Task item - Count the lines below containing "NoTransferInCandidates"; state the number only.

Collected data entries -

★ ★ ★

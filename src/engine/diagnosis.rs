// ==========================================
// 零售库存调货建议生成系统 - 空结果诊断
// ==========================================
// 职责: 解释一次运行为何没有产出任何调货建议
// 空结果不是错误; 诊断供上层以友好方式呈现
// ==========================================

use crate::config::mode_profile::ModeProfile;
use crate::domain::record::InventoryRecord;
use crate::domain::types::TransferMode;
use crate::engine::classifier::EligibilityEngine;
use serde::{Deserialize, Serialize};
use std::collections::{BTreeMap, BTreeSet};

// ==========================================
// EmptyRunReason - 空结果原因
// ==========================================
#[derive(Debug, Clone, Copy, PartialEq, Eq, Serialize, Deserialize)]
#[serde(rename_all = "SCREAMING_SNAKE_CASE")]
pub enum EmptyRunReason {
    /// 既无转出候选也无接收候选
    NoEligibleCandidates,
    /// 无转出候选
    NoTransferOutCandidates,
    /// 无接收候选
    NoTransferInCandidates,
    /// 转出与接收候选的产品无交集
    NoCommonArticles,
    /// 仅因 OM 约束 / 自转禁止无法成交
    GroupRestriction,
}

// ==========================================
// EmptyRunDiagnosis - 诊断结果
// ==========================================
#[derive(Debug, Clone, PartialEq, Serialize, Deserialize)]
pub struct EmptyRunDiagnosis {
    pub mode: TransferMode,
    pub reason: EmptyRunReason,
    pub donor_count: usize,
    pub receiver_count: usize,
    pub message: String,
    pub suggestions: Vec<String>,
}

/// 诊断零建议的运行
///
/// 按与引擎一致的分类规则重新扫描候选, 再按覆盖面收敛原因:
/// 双无候选 → 无转出 → 无接收 → 产品无交集 → 组约束
pub fn diagnose_empty_run(records: &[InventoryRecord], mode: TransferMode) -> EmptyRunDiagnosis {
    let profile = ModeProfile::for_mode(mode);
    let classifier = EligibilityEngine::new();

    let mut groups: BTreeMap<&str, Vec<&InventoryRecord>> = BTreeMap::new();
    for record in records {
        groups.entry(record.article.as_str()).or_default().push(record);
    }

    let mut donor_count = 0usize;
    let mut receiver_count = 0usize;
    let mut donor_articles: BTreeSet<&str> = BTreeSet::new();
    let mut receiver_articles: BTreeSet<&str> = BTreeSet::new();

    for (article, rows) in &groups {
        let candidates = classifier.classify_group(rows, &profile);
        if !candidates.donors.is_empty() {
            donor_count += candidates.donors.len();
            donor_articles.insert(*article);
        }
        if !candidates.receivers.is_empty() {
            receiver_count += candidates.receivers.len();
            receiver_articles.insert(*article);
        }
    }

    let has_common_articles = donor_articles
        .intersection(&receiver_articles)
        .next()
        .is_some();

    let (reason, message) = match (donor_count, receiver_count) {
        (0, 0) => (
            EmptyRunReason::NoEligibleCandidates,
            "没有找到符合转出或转入条件的候选店铺。请检查数据是否包含: ND类型且库存大于0的产品, 以及设置了目标需求量的产品。".to_string(),
        ),
        (0, _) => (
            EmptyRunReason::NoTransferOutCandidates,
            "没有找到符合转出条件的候选店铺。请检查是否有ND类型产品且库存大于0, 或RF类型产品是否满足所选模式的转出条件。".to_string(),
        ),
        (_, 0) => (
            EmptyRunReason::NoTransferInCandidates,
            "没有找到符合转入条件的候选店铺。请检查是否有产品设置了目标需求量(Target > 0)。".to_string(),
        ),
        _ if !has_common_articles => (
            EmptyRunReason::NoCommonArticles,
            "没有找到可以匹配的产品。转出候选和转入候选的产品没有交集。".to_string(),
        ),
        _ => (
            EmptyRunReason::GroupRestriction,
            "没有找到符合组约束的调货机会。请检查转出与接收店铺是否满足所选模式的OM约束, 或是否仅存在同店自转场景。".to_string(),
        ),
    };

    EmptyRunDiagnosis {
        mode,
        reason,
        donor_count,
        receiver_count,
        message,
        suggestions: vec![
            "检查文件是否包含所有必要栏位".to_string(),
            "确认是否有ND类型产品且库存大于0".to_string(),
            "确认是否有产品设置了目标需求量".to_string(),
            "检查转出和接收产品是否满足所选模式的OM约束".to_string(),
            "验证数量栏位是否为非负整数".to_string(),
        ],
    }
}
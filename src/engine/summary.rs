// ==========================================
// 零售库存调货建议生成系统 - 统计摘要引擎
// ==========================================
// 红线: 无状态引擎, 对建议列表的纯折叠, 无副作用
// ==========================================
// 输入: 调货建议列表
// 输出: TransferSummary(供报表/导出层消费)
// ==========================================

use crate::domain::summary::{
    ArticleStats, DemandAuditEntry, OmStats, ReceiverStats, TransferSummary, TransferTypeStats,
};
use crate::domain::transfer::TransferRecommendation;
use crate::domain::types::TransferType;
use std::collections::{BTreeMap, BTreeSet};

// ==========================================
// SummaryEngine - 统计摘要引擎
// ==========================================
pub struct SummaryEngine;

impl SummaryEngine {
    pub fn new() -> Self {
        Self
    }

    // ==========================================
    // 核心方法
    // ==========================================

    /// 折叠建议列表为统计摘要
    ///
    /// 各分组统计均按键升序输出; 相同输入必然产出相同摘要
    pub fn summarize(&self, recommendations: &[TransferRecommendation]) -> TransferSummary {
        if recommendations.is_empty() {
            return TransferSummary::empty();
        }

        let total_transfer_qty: u64 = recommendations.iter().map(|r| r.qty as u64).sum();
        let total_lines = recommendations.len() as u32;

        let by_article = self.fold_by_article(recommendations);
        let by_om = self.fold_by_om(recommendations);
        let by_transfer_type = self.fold_by_transfer_type(recommendations);
        let by_receiver = self.fold_by_receiver(recommendations);
        let demand_audit = self.audit_demand(&by_article);

        TransferSummary {
            total_transfer_qty,
            total_lines,
            article_count: by_article.len() as u32,
            om_count: by_om.len() as u32,
            by_article,
            by_om,
            by_transfer_type,
            by_receiver,
            demand_audit,
        }
    }

    // ==========================================
    // 分组折叠
    // ==========================================

    /// 按产品统计: 需求/转出/行数/涉及 OM/满足率
    fn fold_by_article(&self, recommendations: &[TransferRecommendation]) -> Vec<ArticleStats> {
        struct Acc {
            total_demand: u64,
            total_transferred: u64,
            line_count: u32,
            oms: BTreeSet<String>,
        }

        let mut folded: BTreeMap<&str, Acc> = BTreeMap::new();
        for rec in recommendations {
            let acc = folded.entry(rec.article.as_str()).or_insert_with(|| Acc {
                // 需求上限由匹配器随建议带出, 同产品各行一致
                total_demand: rec.article_total_demand,
                total_transferred: 0,
                line_count: 0,
                oms: BTreeSet::new(),
            });
            acc.total_transferred += rec.qty as u64;
            acc.line_count += 1;
            acc.oms.insert(rec.om.clone());
        }

        folded
            .into_iter()
            .map(|(article, acc)| ArticleStats {
                article: article.to_string(),
                total_demand: acc.total_demand,
                total_transferred: acc.total_transferred,
                line_count: acc.line_count,
                om_count: acc.oms.len() as u32,
                fulfillment_rate_pct: rate_pct(acc.total_transferred, acc.total_demand),
            })
            .collect()
    }

    /// 按 OM 统计(转出方口径)
    fn fold_by_om(&self, recommendations: &[TransferRecommendation]) -> Vec<OmStats> {
        struct Acc {
            total_transferred: u64,
            line_count: u32,
            articles: BTreeSet<String>,
        }

        let mut folded: BTreeMap<&str, Acc> = BTreeMap::new();
        for rec in recommendations {
            let acc = folded.entry(rec.om.as_str()).or_insert_with(|| Acc {
                total_transferred: 0,
                line_count: 0,
                articles: BTreeSet::new(),
            });
            acc.total_transferred += rec.qty as u64;
            acc.line_count += 1;
            acc.articles.insert(rec.article.clone());
        }

        folded
            .into_iter()
            .map(|(om, acc)| OmStats {
                om: om.to_string(),
                total_transferred: acc.total_transferred,
                line_count: acc.line_count,
                article_count: acc.articles.len() as u32,
            })
            .collect()
    }

    /// 按转出类型统计
    fn fold_by_transfer_type(
        &self,
        recommendations: &[TransferRecommendation],
    ) -> Vec<TransferTypeStats> {
        let mut folded: BTreeMap<TransferType, (u64, u32)> = BTreeMap::new();
        for rec in recommendations {
            let acc = folded.entry(rec.transfer_type).or_insert((0, 0));
            acc.0 += rec.qty as u64;
            acc.1 += 1;
        }

        folded
            .into_iter()
            .map(|(transfer_type, (total_qty, line_count))| TransferTypeStats {
                transfer_type,
                total_qty,
                line_count,
            })
            .collect()
    }

    /// 按接收店铺统计: 目标(去重到 产品x店铺)与实收
    fn fold_by_receiver(&self, recommendations: &[TransferRecommendation]) -> Vec<ReceiverStats> {
        let mut received: BTreeMap<&str, u64> = BTreeMap::new();
        // 同一接收店铺可能出现在多条建议/多个产品中, 目标按 (店铺, 产品) 去重累计
        let mut targets: BTreeMap<(&str, &str), u64> = BTreeMap::new();

        for rec in recommendations {
            *received.entry(rec.receiver_site.as_str()).or_insert(0) += rec.qty as u64;
            targets.insert(
                (rec.receiver_site.as_str(), rec.article.as_str()),
                rec.receiver_snapshot.target as u64,
            );
        }

        let mut target_by_site: BTreeMap<&str, u64> = BTreeMap::new();
        for ((site, _article), target) in targets {
            *target_by_site.entry(site).or_insert(0) += target;
        }

        received
            .into_iter()
            .map(|(site, received_qty)| {
                let target_qty = target_by_site.get(site).copied().unwrap_or(0);
                ReceiverStats {
                    site: site.to_string(),
                    target_qty,
                    received_qty,
                    fulfillment_rate_pct: rate_pct(received_qty, target_qty),
                }
            })
            .collect()
    }

    /// 需求约束审计: 转出超过需求的产品(引擎正确时为空)
    fn audit_demand(&self, by_article: &[ArticleStats]) -> Vec<DemandAuditEntry> {
        by_article
            .iter()
            .filter(|stats| stats.total_transferred > stats.total_demand)
            .map(|stats| DemandAuditEntry {
                article: stats.article.clone(),
                total_demand: stats.total_demand,
                total_transferred: stats.total_transferred,
                excess: stats.total_transferred - stats.total_demand,
            })
            .collect()
    }
}

impl Default for SummaryEngine {
    fn default() -> Self {
        Self::new()
    }
}

/// 满足率(百分比, 保留两位小数); 需求为 0 时记 0
fn rate_pct(transferred: u64, demand: u64) -> f64 {
    if demand == 0 {
        return 0.0;
    }
    let pct = transferred as f64 / demand as f64 * 100.0;
    (pct * 100.0).round() / 100.0
}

★ ★ ★

Answer area - 2